> [WHAT IS REQUIRED]:
Stop after the line containing "it into a working": print each line exactly from the first line of the listing up to that point.

##############################

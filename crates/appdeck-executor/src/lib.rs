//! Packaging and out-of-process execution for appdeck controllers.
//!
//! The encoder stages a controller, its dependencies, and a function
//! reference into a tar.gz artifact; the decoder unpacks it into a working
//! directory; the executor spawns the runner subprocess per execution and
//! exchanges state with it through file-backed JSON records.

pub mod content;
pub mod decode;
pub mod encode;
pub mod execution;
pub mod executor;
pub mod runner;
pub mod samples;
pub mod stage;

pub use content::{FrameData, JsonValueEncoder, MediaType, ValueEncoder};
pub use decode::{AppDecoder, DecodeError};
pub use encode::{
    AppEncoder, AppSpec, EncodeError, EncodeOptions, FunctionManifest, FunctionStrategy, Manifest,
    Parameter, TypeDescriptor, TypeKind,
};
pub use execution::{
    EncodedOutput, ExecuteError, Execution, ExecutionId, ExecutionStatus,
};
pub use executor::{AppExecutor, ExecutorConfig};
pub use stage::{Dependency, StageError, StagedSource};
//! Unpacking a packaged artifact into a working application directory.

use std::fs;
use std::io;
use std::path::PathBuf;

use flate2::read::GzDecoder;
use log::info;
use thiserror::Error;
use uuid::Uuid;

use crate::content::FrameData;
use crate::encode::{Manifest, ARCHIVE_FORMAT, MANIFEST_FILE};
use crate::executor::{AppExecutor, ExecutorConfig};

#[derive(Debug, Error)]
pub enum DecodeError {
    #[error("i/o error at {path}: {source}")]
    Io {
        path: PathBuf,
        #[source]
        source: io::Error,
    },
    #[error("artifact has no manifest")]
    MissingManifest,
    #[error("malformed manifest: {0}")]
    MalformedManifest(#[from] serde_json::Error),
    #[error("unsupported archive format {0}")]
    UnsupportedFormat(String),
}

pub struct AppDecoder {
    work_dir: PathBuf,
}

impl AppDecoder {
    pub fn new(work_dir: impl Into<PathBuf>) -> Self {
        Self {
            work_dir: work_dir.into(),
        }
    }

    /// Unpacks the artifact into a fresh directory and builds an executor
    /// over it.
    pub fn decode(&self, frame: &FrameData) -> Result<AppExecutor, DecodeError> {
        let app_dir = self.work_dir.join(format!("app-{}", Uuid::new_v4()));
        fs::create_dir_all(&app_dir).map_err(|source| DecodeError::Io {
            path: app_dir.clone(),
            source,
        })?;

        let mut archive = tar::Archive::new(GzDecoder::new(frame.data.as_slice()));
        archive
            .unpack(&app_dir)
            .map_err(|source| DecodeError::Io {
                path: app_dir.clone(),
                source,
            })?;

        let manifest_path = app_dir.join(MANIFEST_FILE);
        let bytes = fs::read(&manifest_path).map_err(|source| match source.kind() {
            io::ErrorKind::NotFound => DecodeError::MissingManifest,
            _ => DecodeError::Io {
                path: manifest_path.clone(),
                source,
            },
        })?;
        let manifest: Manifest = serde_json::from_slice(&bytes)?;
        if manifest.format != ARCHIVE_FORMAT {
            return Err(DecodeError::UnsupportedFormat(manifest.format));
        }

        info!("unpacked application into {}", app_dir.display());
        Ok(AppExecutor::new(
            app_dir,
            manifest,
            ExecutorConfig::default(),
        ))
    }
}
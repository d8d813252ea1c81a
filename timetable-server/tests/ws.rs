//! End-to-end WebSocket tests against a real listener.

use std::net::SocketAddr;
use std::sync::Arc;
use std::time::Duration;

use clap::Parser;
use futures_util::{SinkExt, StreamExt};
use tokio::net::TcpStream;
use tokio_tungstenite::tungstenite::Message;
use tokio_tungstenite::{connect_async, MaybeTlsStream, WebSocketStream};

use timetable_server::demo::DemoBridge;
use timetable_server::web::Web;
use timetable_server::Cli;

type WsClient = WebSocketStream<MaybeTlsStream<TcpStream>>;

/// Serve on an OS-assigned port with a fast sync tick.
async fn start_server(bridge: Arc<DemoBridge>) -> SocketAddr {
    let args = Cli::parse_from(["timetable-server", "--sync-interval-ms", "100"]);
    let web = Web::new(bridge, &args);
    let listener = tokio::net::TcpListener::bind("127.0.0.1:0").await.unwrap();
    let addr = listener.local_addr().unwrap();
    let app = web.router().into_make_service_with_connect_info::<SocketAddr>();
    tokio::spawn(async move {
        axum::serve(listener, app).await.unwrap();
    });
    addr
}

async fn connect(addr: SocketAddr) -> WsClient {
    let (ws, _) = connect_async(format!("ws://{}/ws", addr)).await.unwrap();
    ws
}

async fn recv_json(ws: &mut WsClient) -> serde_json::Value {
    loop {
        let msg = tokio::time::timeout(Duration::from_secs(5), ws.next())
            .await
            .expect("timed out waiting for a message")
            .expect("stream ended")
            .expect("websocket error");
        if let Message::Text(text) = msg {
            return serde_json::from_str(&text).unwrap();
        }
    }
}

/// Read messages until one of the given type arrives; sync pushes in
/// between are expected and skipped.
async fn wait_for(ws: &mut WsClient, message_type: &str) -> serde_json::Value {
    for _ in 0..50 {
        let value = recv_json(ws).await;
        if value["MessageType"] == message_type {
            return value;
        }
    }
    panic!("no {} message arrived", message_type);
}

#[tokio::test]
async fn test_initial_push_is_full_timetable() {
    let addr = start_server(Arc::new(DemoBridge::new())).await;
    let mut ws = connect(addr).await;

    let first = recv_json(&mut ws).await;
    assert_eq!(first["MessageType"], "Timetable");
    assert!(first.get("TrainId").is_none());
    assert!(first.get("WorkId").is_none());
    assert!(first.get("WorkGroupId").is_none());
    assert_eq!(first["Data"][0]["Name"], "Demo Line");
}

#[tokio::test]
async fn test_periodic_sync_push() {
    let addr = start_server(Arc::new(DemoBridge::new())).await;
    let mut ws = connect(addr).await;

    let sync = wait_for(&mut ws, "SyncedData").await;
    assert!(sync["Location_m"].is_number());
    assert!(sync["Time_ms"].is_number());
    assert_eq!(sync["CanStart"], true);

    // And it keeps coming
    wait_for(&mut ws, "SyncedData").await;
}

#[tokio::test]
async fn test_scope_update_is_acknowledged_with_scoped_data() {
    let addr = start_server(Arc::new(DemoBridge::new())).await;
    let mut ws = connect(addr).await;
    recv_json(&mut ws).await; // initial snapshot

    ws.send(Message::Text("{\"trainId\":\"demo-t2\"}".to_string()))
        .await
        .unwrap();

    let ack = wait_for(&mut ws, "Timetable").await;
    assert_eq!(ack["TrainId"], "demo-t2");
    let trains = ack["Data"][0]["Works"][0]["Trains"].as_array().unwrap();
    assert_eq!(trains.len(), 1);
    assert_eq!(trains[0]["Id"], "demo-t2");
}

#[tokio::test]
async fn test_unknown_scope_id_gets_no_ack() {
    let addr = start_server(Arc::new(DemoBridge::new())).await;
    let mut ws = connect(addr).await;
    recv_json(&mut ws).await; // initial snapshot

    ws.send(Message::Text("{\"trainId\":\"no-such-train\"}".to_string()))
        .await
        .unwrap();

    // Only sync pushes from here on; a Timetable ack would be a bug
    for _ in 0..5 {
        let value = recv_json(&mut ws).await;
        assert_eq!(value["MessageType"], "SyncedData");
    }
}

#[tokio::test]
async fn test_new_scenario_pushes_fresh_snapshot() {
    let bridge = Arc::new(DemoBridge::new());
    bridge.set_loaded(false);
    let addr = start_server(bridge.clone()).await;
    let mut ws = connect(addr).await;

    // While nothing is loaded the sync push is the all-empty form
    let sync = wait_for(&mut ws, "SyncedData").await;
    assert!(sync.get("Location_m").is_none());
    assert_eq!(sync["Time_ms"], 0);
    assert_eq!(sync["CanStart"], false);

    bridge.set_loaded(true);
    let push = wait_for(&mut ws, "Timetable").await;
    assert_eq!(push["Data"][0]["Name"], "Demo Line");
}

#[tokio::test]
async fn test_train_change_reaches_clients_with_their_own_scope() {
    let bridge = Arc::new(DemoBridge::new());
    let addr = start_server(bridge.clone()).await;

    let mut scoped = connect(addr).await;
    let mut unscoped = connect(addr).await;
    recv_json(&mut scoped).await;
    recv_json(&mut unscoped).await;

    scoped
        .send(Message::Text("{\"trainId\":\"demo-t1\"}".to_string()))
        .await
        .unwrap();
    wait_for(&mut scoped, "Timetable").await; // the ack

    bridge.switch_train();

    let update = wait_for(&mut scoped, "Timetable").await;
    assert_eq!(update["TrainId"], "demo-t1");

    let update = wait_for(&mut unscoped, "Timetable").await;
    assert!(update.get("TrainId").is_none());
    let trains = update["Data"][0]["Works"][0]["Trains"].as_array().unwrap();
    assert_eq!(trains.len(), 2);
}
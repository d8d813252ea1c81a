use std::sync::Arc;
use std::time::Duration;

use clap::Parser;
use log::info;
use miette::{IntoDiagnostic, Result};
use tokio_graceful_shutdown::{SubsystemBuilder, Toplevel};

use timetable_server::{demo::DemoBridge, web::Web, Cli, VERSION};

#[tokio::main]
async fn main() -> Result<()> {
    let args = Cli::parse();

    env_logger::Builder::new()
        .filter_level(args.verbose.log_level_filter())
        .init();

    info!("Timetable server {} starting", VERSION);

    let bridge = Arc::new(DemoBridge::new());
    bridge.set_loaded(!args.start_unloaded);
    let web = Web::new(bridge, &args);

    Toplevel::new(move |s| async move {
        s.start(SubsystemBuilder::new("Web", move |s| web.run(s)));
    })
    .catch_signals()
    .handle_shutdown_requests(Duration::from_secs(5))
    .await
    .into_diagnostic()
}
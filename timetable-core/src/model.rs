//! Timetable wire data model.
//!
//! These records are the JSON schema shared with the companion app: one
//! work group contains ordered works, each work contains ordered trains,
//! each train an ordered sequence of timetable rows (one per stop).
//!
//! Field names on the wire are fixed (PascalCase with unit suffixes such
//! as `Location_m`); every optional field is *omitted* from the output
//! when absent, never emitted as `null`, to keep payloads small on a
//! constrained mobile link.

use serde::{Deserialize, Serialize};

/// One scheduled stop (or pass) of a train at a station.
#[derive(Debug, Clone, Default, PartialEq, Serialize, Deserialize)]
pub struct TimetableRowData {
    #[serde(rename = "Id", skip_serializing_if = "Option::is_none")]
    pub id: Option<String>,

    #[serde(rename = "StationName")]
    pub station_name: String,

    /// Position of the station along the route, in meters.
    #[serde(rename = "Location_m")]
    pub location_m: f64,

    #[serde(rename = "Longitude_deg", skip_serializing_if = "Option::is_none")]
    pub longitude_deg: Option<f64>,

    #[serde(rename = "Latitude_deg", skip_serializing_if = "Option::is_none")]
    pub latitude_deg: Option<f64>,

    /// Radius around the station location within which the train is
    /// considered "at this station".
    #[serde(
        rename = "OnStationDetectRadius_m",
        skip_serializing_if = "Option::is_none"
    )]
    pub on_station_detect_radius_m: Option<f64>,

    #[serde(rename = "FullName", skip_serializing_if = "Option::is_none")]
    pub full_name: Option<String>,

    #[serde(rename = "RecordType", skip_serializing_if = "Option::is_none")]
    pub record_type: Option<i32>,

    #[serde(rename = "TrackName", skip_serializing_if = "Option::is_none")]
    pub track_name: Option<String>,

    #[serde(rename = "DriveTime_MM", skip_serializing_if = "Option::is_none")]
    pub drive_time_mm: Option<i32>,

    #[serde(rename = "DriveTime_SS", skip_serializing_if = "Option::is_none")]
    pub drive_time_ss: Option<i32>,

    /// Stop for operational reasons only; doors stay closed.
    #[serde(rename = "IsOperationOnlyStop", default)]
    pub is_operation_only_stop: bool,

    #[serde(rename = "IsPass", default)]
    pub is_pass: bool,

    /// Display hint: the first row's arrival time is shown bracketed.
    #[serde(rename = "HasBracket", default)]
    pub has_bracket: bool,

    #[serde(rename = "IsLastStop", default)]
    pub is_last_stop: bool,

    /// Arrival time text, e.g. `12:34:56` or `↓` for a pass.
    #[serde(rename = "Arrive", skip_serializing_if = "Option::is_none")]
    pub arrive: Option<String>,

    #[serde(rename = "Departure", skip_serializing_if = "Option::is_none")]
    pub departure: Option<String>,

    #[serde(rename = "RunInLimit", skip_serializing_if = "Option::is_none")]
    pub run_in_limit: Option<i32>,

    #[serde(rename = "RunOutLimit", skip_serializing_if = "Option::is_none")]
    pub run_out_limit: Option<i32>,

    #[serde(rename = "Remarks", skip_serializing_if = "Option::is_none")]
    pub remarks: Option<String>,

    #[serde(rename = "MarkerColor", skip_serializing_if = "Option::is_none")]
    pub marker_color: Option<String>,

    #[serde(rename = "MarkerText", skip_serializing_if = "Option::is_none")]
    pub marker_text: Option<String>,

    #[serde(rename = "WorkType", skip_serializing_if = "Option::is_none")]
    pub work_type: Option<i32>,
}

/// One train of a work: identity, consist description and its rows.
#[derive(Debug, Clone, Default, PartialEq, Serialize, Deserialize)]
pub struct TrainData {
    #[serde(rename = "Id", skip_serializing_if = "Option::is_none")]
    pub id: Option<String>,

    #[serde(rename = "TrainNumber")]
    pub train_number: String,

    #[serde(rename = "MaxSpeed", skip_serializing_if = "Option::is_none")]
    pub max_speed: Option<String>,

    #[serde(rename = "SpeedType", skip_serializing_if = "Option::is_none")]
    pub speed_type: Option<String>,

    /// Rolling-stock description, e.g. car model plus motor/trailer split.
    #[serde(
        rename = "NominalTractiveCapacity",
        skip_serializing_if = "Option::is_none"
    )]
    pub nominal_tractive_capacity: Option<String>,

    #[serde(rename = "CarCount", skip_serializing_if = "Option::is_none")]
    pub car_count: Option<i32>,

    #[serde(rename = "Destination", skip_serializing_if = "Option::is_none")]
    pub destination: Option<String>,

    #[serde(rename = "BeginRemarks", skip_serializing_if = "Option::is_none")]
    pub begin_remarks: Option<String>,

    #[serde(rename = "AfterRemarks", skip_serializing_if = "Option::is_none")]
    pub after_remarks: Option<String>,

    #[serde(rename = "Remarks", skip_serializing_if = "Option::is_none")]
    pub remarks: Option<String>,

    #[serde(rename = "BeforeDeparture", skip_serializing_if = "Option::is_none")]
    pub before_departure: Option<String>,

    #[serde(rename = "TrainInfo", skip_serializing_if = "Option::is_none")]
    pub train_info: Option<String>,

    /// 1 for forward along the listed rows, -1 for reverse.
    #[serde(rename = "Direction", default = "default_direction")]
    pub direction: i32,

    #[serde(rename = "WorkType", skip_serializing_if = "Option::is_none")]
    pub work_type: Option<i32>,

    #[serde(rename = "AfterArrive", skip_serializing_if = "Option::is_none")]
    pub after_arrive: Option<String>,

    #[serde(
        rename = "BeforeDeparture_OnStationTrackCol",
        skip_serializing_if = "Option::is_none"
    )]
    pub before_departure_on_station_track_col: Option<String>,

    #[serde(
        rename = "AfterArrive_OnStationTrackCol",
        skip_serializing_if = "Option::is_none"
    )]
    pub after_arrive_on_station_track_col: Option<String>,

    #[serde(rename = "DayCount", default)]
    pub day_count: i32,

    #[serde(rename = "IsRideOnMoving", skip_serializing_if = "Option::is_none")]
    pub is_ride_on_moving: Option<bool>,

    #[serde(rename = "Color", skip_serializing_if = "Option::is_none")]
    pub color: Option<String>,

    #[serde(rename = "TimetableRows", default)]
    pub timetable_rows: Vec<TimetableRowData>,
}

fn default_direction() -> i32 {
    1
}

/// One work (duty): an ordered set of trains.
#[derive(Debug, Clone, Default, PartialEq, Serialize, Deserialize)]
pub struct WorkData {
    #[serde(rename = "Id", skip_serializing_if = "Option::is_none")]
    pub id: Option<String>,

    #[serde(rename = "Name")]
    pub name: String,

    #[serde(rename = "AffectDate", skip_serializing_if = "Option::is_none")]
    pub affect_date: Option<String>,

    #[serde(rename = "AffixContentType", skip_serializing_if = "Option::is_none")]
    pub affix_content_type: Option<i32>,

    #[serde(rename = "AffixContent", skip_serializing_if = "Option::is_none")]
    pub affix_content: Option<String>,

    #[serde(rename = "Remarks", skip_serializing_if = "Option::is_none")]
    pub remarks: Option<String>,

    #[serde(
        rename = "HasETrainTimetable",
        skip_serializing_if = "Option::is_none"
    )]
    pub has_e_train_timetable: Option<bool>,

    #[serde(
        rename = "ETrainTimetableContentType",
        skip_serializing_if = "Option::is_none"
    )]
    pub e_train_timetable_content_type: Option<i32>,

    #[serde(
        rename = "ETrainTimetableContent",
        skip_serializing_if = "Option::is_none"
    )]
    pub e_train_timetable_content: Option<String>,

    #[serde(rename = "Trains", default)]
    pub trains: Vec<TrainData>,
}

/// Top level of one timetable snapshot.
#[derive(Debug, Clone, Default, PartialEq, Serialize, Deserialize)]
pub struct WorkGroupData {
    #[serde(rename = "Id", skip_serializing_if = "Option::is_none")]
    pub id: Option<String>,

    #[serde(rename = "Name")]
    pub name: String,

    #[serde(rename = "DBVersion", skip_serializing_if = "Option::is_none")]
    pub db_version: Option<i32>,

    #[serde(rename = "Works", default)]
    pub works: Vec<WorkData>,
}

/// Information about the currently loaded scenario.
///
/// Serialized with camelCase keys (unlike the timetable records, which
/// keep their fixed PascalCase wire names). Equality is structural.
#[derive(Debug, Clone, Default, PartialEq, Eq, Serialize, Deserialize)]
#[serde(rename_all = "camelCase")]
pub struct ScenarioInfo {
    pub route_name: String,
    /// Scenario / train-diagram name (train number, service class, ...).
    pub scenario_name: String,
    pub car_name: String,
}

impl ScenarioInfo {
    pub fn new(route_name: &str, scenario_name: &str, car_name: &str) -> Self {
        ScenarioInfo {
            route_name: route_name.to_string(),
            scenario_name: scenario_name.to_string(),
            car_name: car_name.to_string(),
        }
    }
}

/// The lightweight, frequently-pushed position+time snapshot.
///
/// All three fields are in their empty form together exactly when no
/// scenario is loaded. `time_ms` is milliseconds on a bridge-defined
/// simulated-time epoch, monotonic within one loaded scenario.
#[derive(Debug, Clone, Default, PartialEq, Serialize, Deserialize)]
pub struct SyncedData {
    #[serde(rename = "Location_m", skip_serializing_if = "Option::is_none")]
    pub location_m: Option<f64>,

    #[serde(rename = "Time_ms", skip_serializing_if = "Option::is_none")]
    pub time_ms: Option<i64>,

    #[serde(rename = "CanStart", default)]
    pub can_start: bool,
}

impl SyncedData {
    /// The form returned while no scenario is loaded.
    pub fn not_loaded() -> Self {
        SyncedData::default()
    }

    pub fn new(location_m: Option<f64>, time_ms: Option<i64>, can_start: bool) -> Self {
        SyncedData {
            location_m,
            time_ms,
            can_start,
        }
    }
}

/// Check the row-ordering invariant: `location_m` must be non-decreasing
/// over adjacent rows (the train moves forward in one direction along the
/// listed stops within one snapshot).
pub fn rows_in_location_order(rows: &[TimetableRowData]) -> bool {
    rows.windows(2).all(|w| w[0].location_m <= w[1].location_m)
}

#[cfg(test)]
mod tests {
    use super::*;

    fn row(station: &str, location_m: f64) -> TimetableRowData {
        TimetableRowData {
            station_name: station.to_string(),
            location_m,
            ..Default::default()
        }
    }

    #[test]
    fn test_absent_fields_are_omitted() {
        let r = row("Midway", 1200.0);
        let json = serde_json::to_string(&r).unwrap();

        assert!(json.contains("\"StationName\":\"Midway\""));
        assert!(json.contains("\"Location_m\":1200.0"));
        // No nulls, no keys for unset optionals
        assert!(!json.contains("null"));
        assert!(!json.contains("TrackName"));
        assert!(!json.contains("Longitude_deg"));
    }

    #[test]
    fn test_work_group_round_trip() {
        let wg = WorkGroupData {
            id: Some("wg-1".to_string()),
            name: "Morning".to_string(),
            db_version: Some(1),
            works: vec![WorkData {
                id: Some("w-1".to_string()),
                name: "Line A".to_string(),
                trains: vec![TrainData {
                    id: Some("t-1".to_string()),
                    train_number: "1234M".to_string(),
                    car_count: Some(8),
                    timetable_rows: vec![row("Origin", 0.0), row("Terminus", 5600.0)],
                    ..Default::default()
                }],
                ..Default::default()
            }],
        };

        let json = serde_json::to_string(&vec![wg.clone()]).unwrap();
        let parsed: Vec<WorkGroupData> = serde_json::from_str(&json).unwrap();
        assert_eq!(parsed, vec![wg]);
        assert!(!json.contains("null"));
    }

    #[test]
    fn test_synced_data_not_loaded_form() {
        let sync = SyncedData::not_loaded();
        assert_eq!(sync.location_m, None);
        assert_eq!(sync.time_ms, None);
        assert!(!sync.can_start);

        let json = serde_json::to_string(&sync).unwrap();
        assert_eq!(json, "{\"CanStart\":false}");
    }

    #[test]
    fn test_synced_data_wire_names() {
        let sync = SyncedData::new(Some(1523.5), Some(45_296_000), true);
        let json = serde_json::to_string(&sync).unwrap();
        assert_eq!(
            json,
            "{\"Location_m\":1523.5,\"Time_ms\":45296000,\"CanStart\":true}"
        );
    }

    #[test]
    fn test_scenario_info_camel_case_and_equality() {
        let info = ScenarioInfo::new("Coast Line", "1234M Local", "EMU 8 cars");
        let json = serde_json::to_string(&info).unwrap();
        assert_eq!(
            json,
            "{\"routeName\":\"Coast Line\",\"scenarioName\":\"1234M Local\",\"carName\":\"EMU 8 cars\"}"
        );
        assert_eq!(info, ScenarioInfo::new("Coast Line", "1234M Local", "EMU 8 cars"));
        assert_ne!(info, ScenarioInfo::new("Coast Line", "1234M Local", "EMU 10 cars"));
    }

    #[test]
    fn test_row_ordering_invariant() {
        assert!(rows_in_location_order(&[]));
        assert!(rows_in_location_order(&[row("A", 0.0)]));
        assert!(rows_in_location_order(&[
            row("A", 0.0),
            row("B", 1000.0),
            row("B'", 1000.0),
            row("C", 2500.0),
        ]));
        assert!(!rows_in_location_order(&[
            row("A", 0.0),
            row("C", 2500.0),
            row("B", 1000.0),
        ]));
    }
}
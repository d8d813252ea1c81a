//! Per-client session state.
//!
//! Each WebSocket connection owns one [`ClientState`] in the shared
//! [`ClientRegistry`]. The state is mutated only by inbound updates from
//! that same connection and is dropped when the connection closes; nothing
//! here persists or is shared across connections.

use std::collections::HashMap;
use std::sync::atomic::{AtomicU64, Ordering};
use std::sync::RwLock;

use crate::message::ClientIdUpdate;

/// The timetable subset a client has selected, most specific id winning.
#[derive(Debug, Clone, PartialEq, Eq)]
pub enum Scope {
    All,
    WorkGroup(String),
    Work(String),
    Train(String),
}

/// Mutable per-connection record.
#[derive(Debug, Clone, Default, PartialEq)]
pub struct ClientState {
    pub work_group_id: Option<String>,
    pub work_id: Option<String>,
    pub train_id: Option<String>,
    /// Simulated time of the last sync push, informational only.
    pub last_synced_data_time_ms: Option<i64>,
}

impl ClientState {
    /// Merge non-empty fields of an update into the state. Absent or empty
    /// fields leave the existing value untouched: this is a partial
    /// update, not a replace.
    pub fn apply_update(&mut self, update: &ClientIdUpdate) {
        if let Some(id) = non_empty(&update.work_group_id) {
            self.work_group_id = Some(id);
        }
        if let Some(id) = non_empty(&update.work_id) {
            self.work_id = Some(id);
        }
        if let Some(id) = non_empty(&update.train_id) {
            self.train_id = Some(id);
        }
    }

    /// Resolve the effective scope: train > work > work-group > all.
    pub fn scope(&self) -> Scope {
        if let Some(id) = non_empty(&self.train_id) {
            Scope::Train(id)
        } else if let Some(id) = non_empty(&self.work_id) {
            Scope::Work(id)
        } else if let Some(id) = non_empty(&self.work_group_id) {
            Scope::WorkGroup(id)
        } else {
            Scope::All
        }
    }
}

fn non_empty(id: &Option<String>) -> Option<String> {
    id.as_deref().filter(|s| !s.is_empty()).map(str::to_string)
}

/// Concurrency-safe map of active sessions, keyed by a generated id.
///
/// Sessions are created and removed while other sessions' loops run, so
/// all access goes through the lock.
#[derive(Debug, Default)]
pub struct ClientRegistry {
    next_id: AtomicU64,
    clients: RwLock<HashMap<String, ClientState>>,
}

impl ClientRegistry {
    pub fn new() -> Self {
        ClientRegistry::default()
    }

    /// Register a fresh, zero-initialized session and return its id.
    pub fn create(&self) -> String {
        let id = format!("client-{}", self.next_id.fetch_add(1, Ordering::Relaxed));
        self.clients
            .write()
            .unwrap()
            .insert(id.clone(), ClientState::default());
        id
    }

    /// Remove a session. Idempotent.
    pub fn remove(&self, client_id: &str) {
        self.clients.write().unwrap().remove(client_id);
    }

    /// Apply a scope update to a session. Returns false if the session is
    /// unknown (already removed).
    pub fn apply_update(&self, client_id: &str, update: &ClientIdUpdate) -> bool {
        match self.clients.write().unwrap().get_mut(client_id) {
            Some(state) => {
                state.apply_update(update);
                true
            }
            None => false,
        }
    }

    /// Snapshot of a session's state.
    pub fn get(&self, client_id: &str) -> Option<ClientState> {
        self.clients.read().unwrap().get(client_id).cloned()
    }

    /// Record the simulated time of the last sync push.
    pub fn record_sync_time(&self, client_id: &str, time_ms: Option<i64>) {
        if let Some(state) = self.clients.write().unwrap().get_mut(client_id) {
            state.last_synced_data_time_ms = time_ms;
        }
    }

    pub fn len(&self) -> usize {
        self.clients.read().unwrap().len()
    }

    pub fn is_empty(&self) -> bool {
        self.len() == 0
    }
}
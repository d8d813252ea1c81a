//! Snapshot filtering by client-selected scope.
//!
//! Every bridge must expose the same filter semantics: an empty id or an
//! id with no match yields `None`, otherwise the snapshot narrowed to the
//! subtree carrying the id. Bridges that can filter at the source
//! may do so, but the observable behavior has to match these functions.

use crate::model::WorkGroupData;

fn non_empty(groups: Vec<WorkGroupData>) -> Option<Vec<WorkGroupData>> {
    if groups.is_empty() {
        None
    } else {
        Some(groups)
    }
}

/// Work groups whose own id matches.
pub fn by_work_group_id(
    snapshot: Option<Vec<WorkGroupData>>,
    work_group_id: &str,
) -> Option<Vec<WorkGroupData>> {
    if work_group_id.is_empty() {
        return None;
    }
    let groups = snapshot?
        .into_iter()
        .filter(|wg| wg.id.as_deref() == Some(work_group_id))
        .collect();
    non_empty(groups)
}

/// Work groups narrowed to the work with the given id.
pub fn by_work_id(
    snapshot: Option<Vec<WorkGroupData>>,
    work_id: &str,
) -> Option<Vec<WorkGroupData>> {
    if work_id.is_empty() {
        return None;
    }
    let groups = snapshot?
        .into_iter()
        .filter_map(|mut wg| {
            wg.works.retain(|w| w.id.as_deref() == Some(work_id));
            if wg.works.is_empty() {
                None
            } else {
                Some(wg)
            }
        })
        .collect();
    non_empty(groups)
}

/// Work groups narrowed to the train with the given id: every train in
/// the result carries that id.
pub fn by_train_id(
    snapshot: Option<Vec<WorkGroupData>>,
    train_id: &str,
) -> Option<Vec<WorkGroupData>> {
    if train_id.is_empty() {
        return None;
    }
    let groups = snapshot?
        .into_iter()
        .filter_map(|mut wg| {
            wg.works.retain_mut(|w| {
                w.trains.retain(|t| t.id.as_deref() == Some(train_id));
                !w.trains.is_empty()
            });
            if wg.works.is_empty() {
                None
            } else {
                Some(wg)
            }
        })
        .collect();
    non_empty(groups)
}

##############################

> [SOLUTION TO THE EXERCISE]:
filename crates/appdeck-executor/src/lib.rs
//! Packaging and out-of-process execution for appdeck controllers.
//!
//! The encoder stages a controller, its dependencies, and a function
//! reference into a tar.gz artifact; the decoder unpacks it into a working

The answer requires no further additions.